### Exercise directions
Return only the number of lines in the data below where the word "written" appears.

### Supplied data

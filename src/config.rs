use crate::{
    constants::{DEFAULT_BUFFER_CAPACITY, WAVE_MAPPER},
    voice::{Language, Voice},
};
use anyhow::{Context, Result};
use serde::{Deserialize, Serialize};
use std::path::PathBuf;
use tokio::fs::read_to_string;

const CONFIG_FILE: &str = "Dectalk.toml";
const CONFIG_ENV: &str = "DECTALK_CONFIG";

/// The speaking rate assigned to new engines, in words per minute.
pub const DEFAULT_RATE: u32 = 200;

/// Settings applied when an engine starts.
#[derive(Clone, Debug, Deserialize, Serialize, PartialEq)]
#[serde(default)]
pub struct EngineOptions {
    /// Language resource to load, `None` for the engine default
    pub language: Language,

    pub voice: Voice,

    /// Words per minute
    pub rate: u32,

    /// Main volume, 0-100. Left untouched when unset.
    pub volume: Option<i32>,

    /// Wave output device, `0xFFFFFFFF` for the system default
    pub device_id: u32,

    /// Capture buffer size in bytes
    pub buffer_capacity: usize,

    /// Phoneme/index slots allocated alongside each capture buffer
    pub max_phoneme_changes: usize,
    pub max_index_marks: usize,

    /// Sends `[:phone on]` after startup so phoneme input (and singing) works
    pub enable_phonemes: bool,
}

impl Default for EngineOptions {
    fn default() -> Self {
        Self {
            language: Language::default(),
            voice: Voice::default(),
            rate: DEFAULT_RATE,
            volume: None,
            device_id: WAVE_MAPPER,
            buffer_capacity: DEFAULT_BUFFER_CAPACITY,
            max_phoneme_changes: 0,
            max_index_marks: 0,
            enable_phonemes: true,
        }
    }
}

#[derive(Clone, Debug, Default, Deserialize, Serialize, PartialEq)]
#[serde(default)]
pub struct Config {
    pub engine: EngineOptions,

    /// Print phoneme events to stdout as JSON lines
    pub print_phonemes: bool,
}

pub fn path() -> PathBuf {
    std::env::var_os(CONFIG_ENV)
        .map(PathBuf::from)
        .unwrap_or_else(|| PathBuf::from(CONFIG_FILE))
}

/// Loads the config file, falling back to defaults when it doesn't exist.
pub async fn load() -> Result<Config> {
    let path = path();

    if !tokio::fs::try_exists(&path).await.unwrap_or(false) {
        debug!("No config at {}, using defaults", path.display());
        return Ok(Config::default());
    }

    let config = read_to_string(&path)
        .await
        .with_context(|| format!("reading {}", path.display()))?;
    let config: Config =
        toml::from_str(&config).with_context(|| format!("parsing {}", path.display()))?;

    Ok(config)
}
//! Pinned capture buffer and the drain/resubmit protocol.
//!
//! While the engine is in in-memory mode it writes PCM into a `TTS_BUFFER_T`
//! we hand it with `TextToSpeechAddBuffer`, and posts the buffer message once
//! the buffer is full or the stream ends. The buffer header and its data
//! region are heap allocations that are never moved or resized, and a
//! [`BufferState`] flag records who may touch them right now.

use crate::error::{check, Result, TtsError};
use crate::native::{NativeEngine, NativeHandle};
use std::io::Write;
use std::os::raw::c_char;
use std::ptr::{self, NonNull};
use std::sync::Arc;

/// `TTS_PHONEME_T`
#[derive(Clone, Copy, Debug, Default, PartialEq, Eq)]
#[repr(C)]
pub struct TtsPhonemeT {
    pub phoneme: u32,
    pub phoneme_sample_number: u32,
    pub phoneme_duration: u32,
    reserved: u32,
}

impl TtsPhonemeT {
    pub fn new(phoneme: u32, sample_number: u32, duration: u32) -> Self {
        Self {
            phoneme,
            phoneme_sample_number: sample_number,
            phoneme_duration: duration,
            reserved: 0,
        }
    }
}

/// `TTS_INDEX_T`
#[derive(Clone, Copy, Debug, Default, PartialEq, Eq)]
#[repr(C)]
pub struct TtsIndexT {
    pub index_value: u32,
    pub sample_number: u32,
    reserved: u32,
}

/// `TTS_BUFFER_T`, the descriptor shared with the engine.
#[derive(Debug)]
#[repr(C)]
pub struct TtsBufferT {
    pub data: *mut c_char,
    pub phoneme_array: *mut TtsPhonemeT,
    pub index_array: *mut TtsIndexT,

    pub max_buffer_length: u32,
    pub max_phoneme_changes: u32,
    pub max_index_marks: u32,

    pub buffer_length: u32,
    pub phoneme_change_count: u32,
    pub index_mark_count: u32,

    reserved: u32,
}

/// Who may access the buffer memory.
#[derive(Clone, Copy, Debug, PartialEq, Eq)]
pub enum BufferState {
    /// Submitted to the engine; only the engine writes to it.
    Loaned,
    /// Back with us; safe to read, reset or free.
    Owned,
}

/// Result of draining one buffer notification.
#[derive(Clone, Copy, Debug, PartialEq, Eq)]
pub struct Drained {
    pub bytes: usize,
    pub full: bool,
}

/// Fixed-capacity, fixed-address buffer handed to the engine.
pub struct CaptureBuffer {
    header: NonNull<TtsBufferT>,
    data: NonNull<[u8]>,
    phonemes: NonNull<[TtsPhonemeT]>,
    indices: NonNull<[TtsIndexT]>,
    state: BufferState,
}

// All pointers are uniquely owned by this value; access is serialized by the
// state flag and the capture slot mutex.
unsafe impl Send for CaptureBuffer {}

impl CaptureBuffer {
    pub fn new(capacity: usize, max_phoneme_changes: usize, max_index_marks: usize) -> Result<Self> {
        if capacity == 0 || capacity > u32::MAX as usize {
            return Err(TtsError::ProtocolViolation("capture buffer capacity out of range"));
        }

        let data = leak_slice(vec![0u8; capacity]);
        let phonemes = leak_slice(vec![TtsPhonemeT::default(); max_phoneme_changes]);
        let indices = leak_slice(vec![TtsIndexT::default(); max_index_marks]);

        let header = Box::new(TtsBufferT {
            data: data.as_ptr() as *mut c_char,
            phoneme_array: slice_ptr_or_null(phonemes),
            index_array: slice_ptr_or_null(indices),
            max_buffer_length: capacity as u32,
            max_phoneme_changes: max_phoneme_changes as u32,
            max_index_marks: max_index_marks as u32,
            buffer_length: 0,
            phoneme_change_count: 0,
            index_mark_count: 0,
            reserved: 0,
        });

        Ok(Self {
            // Box::into_raw never returns null
            header: NonNull::from(Box::leak(header)),
            data,
            phonemes,
            indices,
            state: BufferState::Owned,
        })
    }

    pub fn state(&self) -> BufferState {
        self.state
    }

    /// Address handed to the engine. Stable for the lifetime of `self`.
    pub fn as_ptr(&self) -> *mut TtsBufferT {
        self.header.as_ptr()
    }

    pub fn capacity(&self) -> usize {
        self.data.len()
    }

    fn header(&self) -> Result<&TtsBufferT> {
        match self.state {
            BufferState::Owned => Ok(unsafe { self.header.as_ref() }),
            BufferState::Loaned => Err(TtsError::ProtocolViolation("buffer is loaned to the engine")),
        }
    }

    fn header_mut(&mut self) -> Result<&mut TtsBufferT> {
        match self.state {
            BufferState::Owned => Ok(unsafe { self.header.as_mut() }),
            BufferState::Loaned => Err(TtsError::ProtocolViolation("buffer is loaned to the engine")),
        }
    }

    /// Bytes the engine reported writing, clamped to the capacity.
    pub fn len(&self) -> Result<usize> {
        let reported = self.header()?.buffer_length as usize;
        if reported > self.capacity() {
            warn!(
                "Engine reported {reported} bytes in a {} byte buffer",
                self.capacity()
            );
        }
        Ok(reported.min(self.capacity()))
    }

    pub fn is_empty(&self) -> Result<bool> {
        Ok(self.len()? == 0)
    }

    pub fn is_full(&self) -> Result<bool> {
        Ok(self.len()? == self.capacity())
    }

    /// The filled part of the data region.
    pub fn bytes(&self) -> Result<&[u8]> {
        let len = self.len()?;
        Ok(unsafe { &self.data.as_ref()[..len] })
    }

    /// Phoneme changes the engine recorded alongside the samples.
    pub fn phoneme_changes(&self) -> Result<&[TtsPhonemeT]> {
        let count = (self.header()?.phoneme_change_count as usize).min(self.phonemes.len());
        Ok(unsafe { &self.phonemes.as_ref()[..count] })
    }

    /// Zeroes the fill length and mark counts.
    pub fn reset(&mut self) -> Result<()> {
        let header = self.header_mut()?;
        header.buffer_length = 0;
        header.phoneme_change_count = 0;
        header.index_mark_count = 0;
        Ok(())
    }

    /// Transfers write access to the engine and returns the address to submit.
    pub fn loan(&mut self) -> Result<*mut TtsBufferT> {
        if self.state == BufferState::Loaned {
            return Err(TtsError::ProtocolViolation("buffer is already loaned"));
        }
        self.state = BufferState::Loaned;
        Ok(self.as_ptr())
    }

    /// Takes write access back, after the engine returned the buffer.
    pub fn reclaim(&mut self) {
        self.state = BufferState::Owned;
    }

    /// Appends the filled bytes to `sink` and resets the buffer.
    pub fn drain_into(&mut self, sink: &mut dyn Write) -> Result<Drained> {
        let full = self.is_full()?;
        let bytes = self.bytes()?;
        let drained = Drained {
            bytes: bytes.len(),
            full,
        };
        let written = sink.write_all(bytes);
        self.reset()?;
        written?;
        Ok(drained)
    }
}

impl Drop for CaptureBuffer {
    fn drop(&mut self) {
        if self.state == BufferState::Loaned {
            // The engine may still write here. Leaking is the only sound option.
            error!("Capture buffer dropped while loaned to the engine, leaking it");
            return;
        }
        unsafe {
            drop(Box::from_raw(self.header.as_ptr()));
            drop(Box::from_raw(self.data.as_ptr()));
            drop(Box::from_raw(self.phonemes.as_ptr()));
            drop(Box::from_raw(self.indices.as_ptr()));
        }
    }
}

fn leak_slice<T>(items: Vec<T>) -> NonNull<[T]> {
    NonNull::from(Box::leak(items.into_boxed_slice()))
}

fn slice_ptr_or_null<T>(slice: NonNull<[T]>) -> *mut T {
    if slice.len() == 0 {
        ptr::null_mut()
    } else {
        slice.as_ptr() as *mut T
    }
}

/// Counters kept over the lifetime of a capture session.
#[derive(Clone, Copy, Debug, Default, PartialEq, Eq)]
pub struct CaptureStats {
    /// Buffer notifications drained, including the final partial one.
    pub notifications: usize,
    /// Notifications that reported a full buffer and were resubmitted.
    pub full_buffers: usize,
    /// Total bytes appended to the sink.
    pub bytes: u64,
}

/// One engine session redirected into one sink through one buffer.
pub struct CaptureSession {
    engine: Arc<dyn NativeEngine>,
    handle: NativeHandle,
    buffer: CaptureBuffer,
    sink: Box<dyn Write + Send>,
    stats: CaptureStats,
    failure: Option<TtsError>,
}

impl CaptureSession {
    pub fn new(
        engine: Arc<dyn NativeEngine>,
        handle: NativeHandle,
        buffer: CaptureBuffer,
        sink: Box<dyn Write + Send>,
    ) -> Self {
        Self {
            engine,
            handle,
            buffer,
            sink,
            stats: CaptureStats::default(),
            failure: None,
        }
    }

    pub fn buffer(&self) -> &CaptureBuffer {
        &self.buffer
    }

    pub fn stats(&self) -> CaptureStats {
        self.stats
    }

    /// Hands the buffer to the engine as its current write destination.
    pub fn submit(&mut self) -> Result<()> {
        let ptr = self.buffer.loan()?;
        let status = unsafe { self.engine.add_buffer(self.handle, ptr) };
        if let Err(e) = check("TextToSpeechAddBuffer", status) {
            // Rejected, so the engine never took it
            self.buffer.reclaim();
            return Err(e);
        }
        trace!("Submitted capture buffer {ptr:p}");
        Ok(())
    }

    /// Handles a buffer message: drain, reset and resubmit if it was full.
    ///
    /// Runs on the engine's callback thread. Errors are recorded and
    /// reported when the session is closed. A full buffer is resubmitted
    /// even if the sink failed, otherwise the engine stalls waiting for one.
    pub fn on_buffer_filled(&mut self) -> Option<Drained> {
        self.buffer.reclaim();
        let full = self.buffer.is_full().unwrap_or(false);

        let drained = match self.drain() {
            Ok(drained) => Some(drained),
            Err(e) => {
                error!("Failed to drain capture buffer: {e}");
                self.record_failure(e);
                None
            }
        };

        if full {
            if let Err(e) = self.submit() {
                error!("Failed to resubmit capture buffer: {e}");
                self.record_failure(e);
            }
        }

        drained
    }

    fn drain(&mut self) -> Result<Drained> {
        let drained = Drained {
            bytes: self.buffer.len()?,
            full: self.buffer.is_full()?,
        };
        // The buffer is consumed even when the sink rejects it
        let written = self.buffer.drain_into(&mut self.sink);

        self.stats.notifications += 1;
        self.stats.bytes += drained.bytes as u64;
        if drained.full {
            self.stats.full_buffers += 1;
        }
        trace!(
            "Drained {} bytes from capture buffer (full: {})",
            drained.bytes,
            drained.full
        );
        written
    }

    /// Marks the buffer as handed over without calling into the engine.
    ///
    /// The caller passes the returned address to `TextToSpeechAddBuffer`
    /// itself, and calls [`CaptureSession::release`] if that is rejected.
    pub fn loan(&mut self) -> Result<*mut TtsBufferT> {
        self.buffer.loan()
    }

    /// Takes back the buffer after `TextToSpeechReturnBuffer` wrote
    /// `returned`, and drains it without resubmitting.
    ///
    /// A null `returned` means the engine had already posted the buffer. If
    /// that message has not been handled yet, whatever it carried is drained
    /// here instead.
    pub fn take_returned(&mut self, returned: *mut TtsBufferT) -> Result<Option<Drained>> {
        if !returned.is_null() && returned != self.buffer.as_ptr() {
            return Err(TtsError::ProtocolViolation("engine returned a foreign buffer"));
        }
        if returned.is_null() && self.buffer.state() == BufferState::Owned {
            return Ok(None);
        }

        self.buffer.reclaim();
        if returned.is_null() && self.buffer.is_empty()? {
            return Ok(None);
        }
        self.drain().map(Some)
    }

    /// Marks the buffer as no longer referenced by the engine.
    ///
    /// Only valid once the engine has left in-memory mode or shut down.
    pub fn release(&mut self) {
        self.buffer.reclaim();
    }

    fn record_failure(&mut self, e: TtsError) {
        if self.failure.is_none() {
            self.failure = Some(e);
        }
    }

    /// Flushes the sink and reports the first failure seen on the callback thread.
    pub fn finish(mut self) -> Result<CaptureStats> {
        let flushed = self.sink.flush();
        if let Some(e) = self.failure.take() {
            return Err(e);
        }
        flushed?;
        Ok(self.stats)
    }
}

### Problem solution
4